This challenge of compiling data is not just a nerdy academic exercise—it has real conservation importance. In 2019, before the COVID-19 pandemic closed the economy and drained state budgets, the California legislature approved a $3 million budget line item to collect seed from all remaining rare plant species in California not currently represented in the California Plant Rescue seed banking network. The California Plant Rescue Database—which CPC has operated and maintained since 2017—has been instrumental in determining the targets and facilitating collections planning. This database of seed and living collections from six of California’s largest botanic gardens (California Botanic Garden, San Diego Zoo Global, UC Berkeley, UC Santa Cruz, Santa Barbara Botanic Garden, and Regional Parks Botanic Garden) contains 18,067 records of 2,547 species spanning collection dates from 1938 to 2019.
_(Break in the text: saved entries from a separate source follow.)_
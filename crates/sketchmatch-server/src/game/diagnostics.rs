use std::collections::HashMap;
use std::fmt::Display;

use super::GameError;

#[derive(Copy, Clone, Debug, PartialEq, Eq, Hash)]
pub enum ErrorKind {
    MissingIdentity,
    MissingSession,
    UnauthorizedActor,
    DuplicateEnqueue,
    WordAlreadySelected,
    WordNotSelected,
    SamePlayer,
}

impl ErrorKind {
    pub const ALL: [ErrorKind; 7] = [
        ErrorKind::MissingIdentity,
        ErrorKind::MissingSession,
        ErrorKind::UnauthorizedActor,
        ErrorKind::DuplicateEnqueue,
        ErrorKind::WordAlreadySelected,
        ErrorKind::WordNotSelected,
        ErrorKind::SamePlayer,
    ];
}

impl GameError {
    pub fn kind(&self) -> ErrorKind {
        match self {
            GameError::MissingIdentity(_) => ErrorKind::MissingIdentity,
            GameError::MissingSession(_) => ErrorKind::MissingSession,
            GameError::UnauthorizedActor(_) => ErrorKind::UnauthorizedActor,
            GameError::DuplicateEnqueue(_) => ErrorKind::DuplicateEnqueue,
            GameError::WordAlreadySelected(_) => ErrorKind::WordAlreadySelected,
            GameError::WordNotSelected(_) => ErrorKind::WordNotSelected,
            GameError::SamePlayer(_) => ErrorKind::SamePlayer,
        }
    }
}

/// Running count of dropped events, by reason.
#[derive(Debug, Default)]
pub struct Diagnostics {
    rejected: HashMap<ErrorKind, u64>,
}

impl Diagnostics {
    pub fn record(&mut self, error: &GameError) {
        *self.rejected.entry(error.kind()).or_default() += 1;
    }

    pub fn count(&self, kind: ErrorKind) -> u64 {
        self.rejected.get(&kind).copied().unwrap_or(0)
    }

    pub fn total(&self) -> u64 {
        self.rejected.values().sum()
    }
}

/// Nonzero counts as `Kind=n` pairs, in a fixed order.
impl Display for Diagnostics {
    fn fmt(&self, f: &mut std::fmt::Formatter<'_>) -> std::fmt::Result {
        let mut first = true;
        for kind in ErrorKind::ALL {
            let n = self.count(kind);
            if n == 0 {
                continue;
            }
            if !first {
                f.write_str(" ")?;
            }
            write!(f, "{kind:?}={n}")?;
            first = false;
        }
        if first {
            f.write_str("none")?;
        }
        Ok(())
    }
}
While the public can view a limited set of the California Plant Rescue Database, its focal users are California’s seed collectors, who have generously shared data with one another in the name of maximizing conservation effectiveness. Our collectors can use the members’ database to find the size, age, location, conservation status, and processing type of seed collections in California. In addition, this database offers a number of tools for collecting, including a targeting tool that facilitates communicating collection plans and a running total of rare species in seed collection. The goal of the California Plant Rescue Network is to secure 1,166 species ranked as 1B, plants that are rare or threatened in California by the California Native Plant Society and the State in seed collection by the year 2025. We have only 567 species to go!
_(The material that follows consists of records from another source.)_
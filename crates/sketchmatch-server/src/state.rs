use rand::{thread_rng, Rng};
use sketchmatch_lib::ConnectionId;
use std::collections::HashSet;
use std::fmt::Display;
use std::ops::Deref;
use std::sync::{Arc, Mutex, MutexGuard, PoisonError};

use crate::hub::hub_handle::{HubHandle, HubHandleProvider};

type Connections = Arc<Mutex<HashSet<ConnectionId>>>;

/// Shared by every connection task. Game state itself lives in the hub; this only hands out connection ids
/// and hub handles.
#[derive(Clone, Debug)]
pub struct ServerState {
    connections: Connections,
    hub: HubHandleProvider,
}

impl ServerState {
    pub fn new(hub: HubHandleProvider) -> Self {
        Self {
            connections: Connections::default(),
            hub,
        }
    }

    /// Reserve a fresh id for a new connection. The id is released when the returned [`OwnedId`] drops.
    pub fn add_connection(&self) -> OwnedId {
        let mut connections = lock(&self.connections);
        let mut connection_id;
        loop {
            connection_id = thread_rng().gen::<u32>().into();
            if connections.insert(connection_id) {
                break;
            };
        }
        OwnedId {
            connections: self.connections.clone(),
            id: connection_id,
        }
    }

    pub fn hub_handle(&self, connection_id: ConnectionId) -> HubHandle {
        self.hub.clone().into_handle(connection_id)
    }

    pub fn connection_count(&self) -> usize {
        lock(&self.connections).len()
    }
}

fn lock(connections: &Connections) -> MutexGuard<'_, HashSet<ConnectionId>> {
    // The set is always left consistent, so a panic elsewhere doesn't invalidate it
    connections.lock().unwrap_or_else(PoisonError::into_inner)
}

/// A connection id that is registered in the state and removed from it when dropped.
#[derive(Debug)]
pub struct OwnedId {
    connections: Connections,
    id: ConnectionId,
}

impl Display for OwnedId {
    fn fmt(&self, f: &mut std::fmt::Formatter<'_>) -> std::fmt::Result {
        self.id.fmt(f)
    }
}

impl Deref for OwnedId {
    type Target = ConnectionId;

    fn deref(&self) -> &Self::Target {
        &self.id
    }
}

impl Drop for OwnedId {
    fn drop(&mut self) {
        lock(&self.connections).remove(&self.id);
    }
}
We also have created a spatial mapping tool that integrates the rare plant occurrence from the California Natural Diversity Database (CNDDB) with our combined seed collections. This enables collectors to locate both past collections and candidates for future collections.
Finally, we created a tool that allows collectors to search for uncollected species on the land management units in which they have permission to collect, within a specified range of their home institution or other landmark.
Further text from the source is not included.